- _Task_: Every line of the entries with the word "JsonDataElement" in it should be shown.

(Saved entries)
//! Core attribute dictionary types:
//! the [`DataDictionary`] look-up interface,
//! the dictionary entry record,
//! tag ranges for repeating groups,
//! and the virtual (context-dependent) value representation.

use crate::header::{Tag, VR};

/// Specification of a range of tags pertaining to an attribute.
/// Very often, the dictionary of attributes indicates a unique
/// group part and element part `(group,elem)`,
/// but occasionally an attribute may cover
/// a range of groups instead.
/// For example,
/// _Overlay Data_ (60xx,3000) has more than one possible tag,
/// since it is part of a repeating group.
#[derive(Debug, Copy, Clone, PartialEq)]
pub enum TagRange {
    /// Only a specific tag
    Single(Tag),
    /// The two rightmost digits of the _group_ portion are open:
    /// `(GGxx,EEEE)`
    Group100(Tag),
}

impl TagRange {
    /// Retrieve the inner tag representation of this range.
    /// Open components are zeroed out.
    pub fn inner(self) -> Tag {
        match self {
            TagRange::Single(tag) => tag,
            TagRange::Group100(tag) => tag,
        }
    }
}

/// A "virtual" value representation (VR) descriptor
/// which extends the standard enumeration with context-dependent VRs.
///
/// It is used by element dictionary entries to describe circumstances
/// in which the real VR may depend on context.
/// As an example, the _Pixel Data_ attribute
/// can have a value representation of either [`OB`](VR::OB) or [`OW`](VR::OW).
#[derive(Debug, Copy, Clone, Eq, Hash, PartialEq)]
#[non_exhaustive]
pub enum VirtualVr {
    /// The value representation is exactly known
    /// and does not depend on context.
    Exact(VR),
    /// Represents a sample value with a short magnitude.
    /// The real value representation is
    /// either [`US`](VR::US) or [`SS`](VR::SS),
    /// depending on the sample representation in context.
    Xs,
    /// Represents bulk data which can be
    /// either [`OB`](VR::OB) or [`OW`](VR::OW),
    /// depending on the stream's encoding.
    Ox,
}

impl From<VR> for VirtualVr {
    fn from(value: VR) -> Self {
        VirtualVr::Exact(value)
    }
}

impl VirtualVr {
    /// Return the underlying value representation
    /// in the case where it can be determined without context.
    pub fn exact(self) -> Option<VR> {
        match self {
            VirtualVr::Exact(vr) => Some(vr),
            _ => None,
        }
    }

    /// Return the underlying value representation,
    /// making a relaxed conversion if it cannot be
    /// determined without context:
    ///
    /// - [`Xs`](VirtualVr::Xs) is relaxed to [`US`](VR::US)
    /// - [`Ox`](VirtualVr::Ox) is relaxed to [`OW`](VR::OW)
    ///
    /// This method is ill-advised for uses where
    /// the real transfer syntax of the data set is known.
    pub fn relaxed(self) -> VR {
        match self {
            VirtualVr::Exact(vr) => vr,
            VirtualVr::Xs => VR::US,
            VirtualVr::Ox => VR::OW,
        }
    }
}

/// A data element dictionary entry:
/// the tag (or tag range), the attribute's keyword alias,
/// and its value representation.
#[derive(Debug, Copy, Clone, PartialEq)]
pub struct DictionaryEntry {
    /// The attribute tag or tag range.
    pub tag: TagRange,
    /// The alias of the attribute, with no spaces, usually in UpperCamelCase.
    pub alias: &'static str,
    /// The _typical_ value representation of the attribute.
    pub vr: VirtualVr,
}

impl DictionaryEntry {
    /// Retrieve the attribute's tag range.
    #[inline]
    pub fn tag_range(&self) -> TagRange {
        self.tag
    }

    /// Retrieve a representative tag of the attribute.
    #[inline]
    pub fn tag(&self) -> Tag {
        self.tag.inner()
    }

    /// Retrieve the attribute's keyword alias.
    #[inline]
    pub fn alias(&self) -> &'static str {
        self.alias
    }

    /// Retrieve the attribute's typical value representation.
    #[inline]
    pub fn vr(&self) -> VirtualVr {
        self.vr
    }
}

/// Type trait for a dictionary of DICOM attributes.
///
/// Attribute dictionaries provide the means to convert a tag to an alias and
/// vice versa, as well as a form of retrieving additional information about
/// the attribute, namely its typical value representation.
pub trait DataDictionary {
    /// Fetch an entry by its usual alias (e.g. "PatientName").
    /// Aliases (or keyword)
    /// are usually in UpperCamelCase,
    /// not separated by spaces,
    /// and are case sensitive.
    fn by_name(&self, name: &str) -> Option<&DictionaryEntry>;

    /// Fetch an entry by its tag.
    fn by_tag(&self, tag: Tag) -> Option<&DictionaryEntry>;
}

impl<T> DataDictionary for &T
where
    T: DataDictionary,
{
    fn by_name(&self, name: &str) -> Option<&DictionaryEntry> {
        (**self).by_name(name)
    }

    fn by_tag(&self, tag: Tag) -> Option<&DictionaryEntry> {
        (**self).by_tag(tag)
    }
}

/// An empty attribute dictionary.
#[derive(Debug, Default, Clone, Copy)]
pub struct StubDataDictionary;

impl DataDictionary for StubDataDictionary {
    fn by_name(&self, _: &str) -> Option<&DictionaryEntry> {
        None
    }

    fn by_tag(&self, _: Tag) -> Option<&DictionaryEntry> {
        None
    }
}

#[cfg(test)]
mod tests {
    use super::*;

    #[test]
    fn virtual_vr_relaxing() {
        assert_eq!(VirtualVr::Exact(VR::PN).relaxed(), VR::PN);
        assert_eq!(VirtualVr::Xs.relaxed(), VR::US);
        assert_eq!(VirtualVr::Ox.relaxed(), VR::OW);
        assert_eq!(VirtualVr::Xs.exact(), None);
        assert_eq!(VirtualVr::Exact(VR::UI).exact(), Some(VR::UI));
    }

    #[test]
    fn tag_range_inner() {
        assert_eq!(
            TagRange::Single(Tag(0x0010, 0x0010)).inner(),
            Tag(0x0010, 0x0010)
        );
        assert_eq!(
            TagRange::Group100(Tag(0x6000, 0x3000)).inner(),
            Tag(0x6000, 0x3000)
        );
    }

    #[test]
    fn stub_dictionary_is_empty() {
        let dict = StubDataDictionary;
        assert!(dict.by_tag(Tag(0x0010, 0x0010)).is_none());
        assert!(dict.by_name("PatientName").is_none());
    }
}
/// Deserialize a piece of DICOM data from a string of JSON.
pub fn from_str<'a, T>(string: &'a str) -> Result<T, serde_json::Error>
where
    DicomJson<T>: Deserialize<'a>,
{
    serde_json::from_str::<DicomJson<T>>(string).map(DicomJson::into_inner)
}

/// Deserialize a piece of DICOM data from a byte slice.
pub fn from_slice<'a, T>(slice: &'a [u8]) -> Result<T, serde_json::Error>
where
    DicomJson<T>: Deserialize<'a>,
{
    serde_json::from_slice::<DicomJson<T>>(slice).map(DicomJson::into_inner)
}

/// Deserialize a piece of DICOM data from a standard byte reader.
pub fn from_reader<R, T>(reader: R) -> Result<T, serde_json::Error>
where
    R: std::io::Read,
    DicomJson<T>: DeserializeOwned,
{
    serde_json::from_reader::<_, DicomJson<T>>(reader).map(DicomJson::into_inner)
}

/// Deserialize a piece of DICOM data from a serde JSON value.
pub fn from_value<T>(value: serde_json::Value) -> Result<T, serde_json::Error>
where
    DicomJson<T>: DeserializeOwned,
{
    serde_json::from_value::<DicomJson<T>>(value).map(DicomJson::into_inner)
}

#[derive(Debug, Default)]
struct DatasetVisitor;

impl<'de> Visitor<'de> for DatasetVisitor {
    type Value = Dataset;

    fn expecting(&self, formatter: &mut std::fmt::Formatter) -> std::fmt::Result {
        formatter.write_str("a DICOM data set map")
    }

    fn visit_map<A>(self, mut map: A) -> Result<Self::Value, A::Error>
    where
        A: serde::de::MapAccess<'de>,
    {
        let mut obj = Dataset::new();
        while let Some(e) = map.next_entry::<DicomJson<Tag>, JsonDataElement>()? {
            let (
                DicomJson(tag),
                JsonDataElement {
                    vr,
                    value,
                    bulk_data_uri,
                },
            ) = e;
            if bulk_data_uri.is_some() {
                tracing::warn!("bulk data URI is not supported; skipping {}", tag);
            } else {
                obj.put(DataElement::new(tag, vr, value));
            }
        }
        Ok(obj)
    }
}

impl<'de> Deserialize<'de> for DicomJson<Dataset> {
    fn deserialize<D>(deserializer: D) -> Result<Self, D::Error>
    where
        D: serde::Deserializer<'de>,
    {
        deserializer.deserialize_map(DatasetVisitor).map(DicomJson)
    }
}

#[derive(Debug)]
struct JsonDataElement {
    vr: VR,
    value: Value<Dataset>,
    bulk_data_uri: Option<BulkDataUri>,
}

#[derive(Debug, Default)]
struct DataElementVisitor;

impl<'de> Visitor<'de> for DataElementVisitor {
    type Value = JsonDataElement;

    fn expecting(&self, formatter: &mut std::fmt::Formatter) -> std::fmt::Result {
        formatter.write_str("a data element object")
    }

    fn visit_map<A>(self, mut map: A) -> Result<Self::Value, A::Error>
    where
        A: serde::de::MapAccess<'de>,
    {
        let mut vr = None;
        let mut value: Option<serde_json::Value> = None;
        let mut inline_binary = None;
        let mut bulk_data_uri = None;

        while let Some(key) = map.next_key::<String>()? {
            match &*key {
                "vr" => {
                    if vr.is_some() {
                        return Err(A::Error::custom("\"vr\" should only be set once"));
                    }

                    let val: String = map.next_value()?;
                    vr = Some(VR::from_str(&val).unwrap_or(VR::UN));
                }
                "Value" => {
                    if inline_binary.is_some() {
                        return Err(A::Error::custom(
                            "\"Value\" conflicts with \"InlineBinary\"",
                        ));
                    }

                    if bulk_data_uri.is_some() {
                        return Err(A::Error::custom("\"Value\" conflicts with \"BulkDataURI\""));
                    }

                    value = Some(map.next_value()?);
                }
                "InlineBinary" => {
                    if value.is_some() {
                        return Err(A::Error::custom(
                            "\"InlineBinary\" conflicts with \"Value\"",
                        ));
                    }

                    if bulk_data_uri.is_some() {
                        return Err(A::Error::custom(
                            "\"InlineBinary\" conflicts with \"BulkDataURI\"",
                        ));
                    }

                    let val: InlineBinaryData = map.next_value()?;
                    inline_binary = Some(val);
                }
                "BulkDataURI" => {
                    if value.is_some() {
                        return Err(A::Error::custom("\"BulkDataURI\" conflicts with \"Value\""));
                    }

                    if inline_binary.is_some() {
                        return Err(A::Error::custom(
                            "\"BulkDataURI\" conflicts with \"InlineBinary\"",
                        ));
                    }

                    let val: BulkDataUri = map.next_value()?;
                    bulk_data_uri = Some(val);
                }
                _ => {
                    return Err(A::Error::custom("Unrecognized data element field"));
                }
            }
        }

        // ensure that VR is present
        let Some(vr) = vr else {
            return Err(A::Error::custom("missing VR field"));
        };

        let mut values = None;
        if let Some(value) = value {
            // deserialize value in different ways
            // depending on VR
            match vr {
                // sequence
                VR::SQ => {
                    let items: Vec<DicomJson<Dataset>> =
                        serde_json::from_value(value).map_err(A::Error::custom)?;
                    let items: C<Dataset> =
                        items.into_iter().map(DicomJson::into_inner).collect();
                    values = Some(Value::Sequence(items));
                }
                // always text
                VR::AE
                | VR::AS
                | VR::CS
                | VR::DA
                | VR::DT
                | VR::LO
                | VR::LT
                | VR::SH
                | VR::ST
                | VR::UT
                | VR::UR
                | VR::TM
                | VR::UC
                | VR::UI => {
                    let items: Vec<Option<String>> =
                        serde_json::from_value(value).map_err(A::Error::custom)?;
                    let items: C<String> =
                        items.into_iter().map(|v| v.unwrap_or_default()).collect();
                    values = Some(PrimitiveValue::Strs(items).into());
                }

                // should always be signed 16-bit integers
                VR::SS => {
                    let items: Vec<i16> =
                        serde_json::from_value(value).map_err(A::Error::custom)?;
                    values = Some(PrimitiveValue::I16(items.into()).into());
                }
                // should always be unsigned 16-bit integers
                VR::US | VR::OW => {
                    let items: Vec<u16> =
                        serde_json::from_value(value).map_err(A::Error::custom)?;
                    values = Some(PrimitiveValue::U16(items.into()).into());
                }
                // should always be signed 32-bit integers
                VR::SL => {
                    let items: Vec<i32> =
                        serde_json::from_value(value).map_err(A::Error::custom)?;
                    values = Some(PrimitiveValue::I32(items.into()).into());
                }
                VR::OB => {
                    let items: Vec<u8> = serde_json::from_value(value).map_err(A::Error::custom)?;
                    values = Some(PrimitiveValue::U8(items.into()).into());
                }
                // sometimes numbers, sometimes text,
                // should parse on the spot
                VR::FL | VR::OF => {
                    let items: Vec<NumberOrText<f32>> =
                        serde_json::from_value(value).map_err(A::Error::custom)?;
                    let items: C<f32> = items
                        .into_iter()
                        .map(|v| v.to_num())
                        .collect::<Result<C<f32>, _>>()
                        .map_err(A::Error::custom)?;
                    values = Some(PrimitiveValue::F32(items).into());
                }
                VR::FD | VR::OD => {
                    let items: Vec<NumberOrText<f64>> =
                        serde_json::from_value(value).map_err(A::Error::custom)?;
                    let items: C<f64> = items
                        .into_iter()
                        .map(|v| v.to_num())
                        .collect::<Result<C<f64>, _>>()
                        .map_err(A::Error::custom)?;
                    values = Some(PrimitiveValue::F64(items).into());
                }
                VR::SV => {
                    let items: Vec<NumberOrText<i64>> =
                        serde_json::from_value(value).map_err(A::Error::custom)?;
                    let items: C<i64> = items
                        .into_iter()
                        .map(|v| v.to_num())
                        .collect::<Result<C<i64>, _>>()
                        .map_err(A::Error::custom)?;
                    values = Some(PrimitiveValue::I64(items).into());
                }
                VR::UL | VR::OL => {
                    let items: Vec<NumberOrText<u32>> =
                        serde_json::from_value(value).map_err(A::Error::custom)?;
                    let items: C<u32> = items
                        .into_iter()
                        .map(|v| v.to_num())
                        .collect::<Result<C<u32>, _>>()
                        .map_err(A::Error::custom)?;
                    values = Some(PrimitiveValue::U32(items).into());
                }
                VR::UV | VR::OV => {
                    let items: Vec<NumberOrText<u64>> =
                        serde_json::from_value(value).map_err(A::Error::custom)?;
                    let items: C<u64> = items
                        .into_iter()
                        .map(|v| v.to_num())
                        .collect::<Result<C<u64>, _>>()
                        .map_err(A::Error::custom)?;
                    values = Some(PrimitiveValue::U64(items).into());
                }
                // sometimes numbers, sometimes text,
                // but retain string form
                VR::DS | VR::IS => {
                    let items: Vec<NumberOrText<f64>> =
                        serde_json::from_value(value).map_err(A::Error::custom)?;
                    let items: C<String> = items.into_iter().map(|v| v.to_string()).collect();
                    values = Some(PrimitiveValue::Strs(items).into());
                }
                // person names
                VR::PN => {
                    let items: Vec<DicomJsonPerson> =
                        serde_json::from_value(value).map_err(A::Error::custom)?;
                    let items: C<String> = items.into_iter().map(|v| v.to_string()).collect();
                    values = Some(PrimitiveValue::Strs(items).into());
                }
                // tags
                VR::AT => {
                    let items: Vec<DicomJson<Tag>> =
                        serde_json::from_value(value).map_err(A::Error::custom)?;
                    let items: C<Tag> = items.into_iter().map(DicomJson::into_inner).collect();
                    values = Some(PrimitiveValue::Tags(items).into());
                }
                // unknown
                VR::UN => return Err(A::Error::custom("can't parse JSON Value in UN")),
            }
        }

        let value = match (values, inline_binary) {
            (None, None) => PrimitiveValue::Empty.into(),
            (None, Some(InlineBinaryData::Single(data))) => {
                let data = base64::engine::general_purpose::STANDARD
                    .decode(data)
                    .map_err(|_| A::Error::custom("inline binary data is not valid base64"))?;
                PrimitiveValue::from(data).into()
            }
            (None, Some(InlineBinaryData::Frames(frames))) => {
                let frames: C<Vec<u8>> = frames
                    .into_iter()
                    .map(|frame| {
                        base64::engine::general_purpose::STANDARD
                            .decode(frame)
                            .map_err(|_| {
                                A::Error::custom("inline binary frame is not valid base64")
                            })
                    })
                    .collect::<Result<_, _>>()?;
                Value::Frames(frames)
            }
            (Some(values), None) => values,
            _ => unreachable!(),
        };

        Ok(JsonDataElement {
            vr,
            value,
            bulk_data_uri,
        })
    }
}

- _Task result_:
        while let Some(e) = map.next_entry::<DicomJson<Tag>, JsonDataElement>()? {
                JsonDataElement {
struct JsonDataElement {
    type Value = JsonDataElement;
        Ok(JsonDataElement {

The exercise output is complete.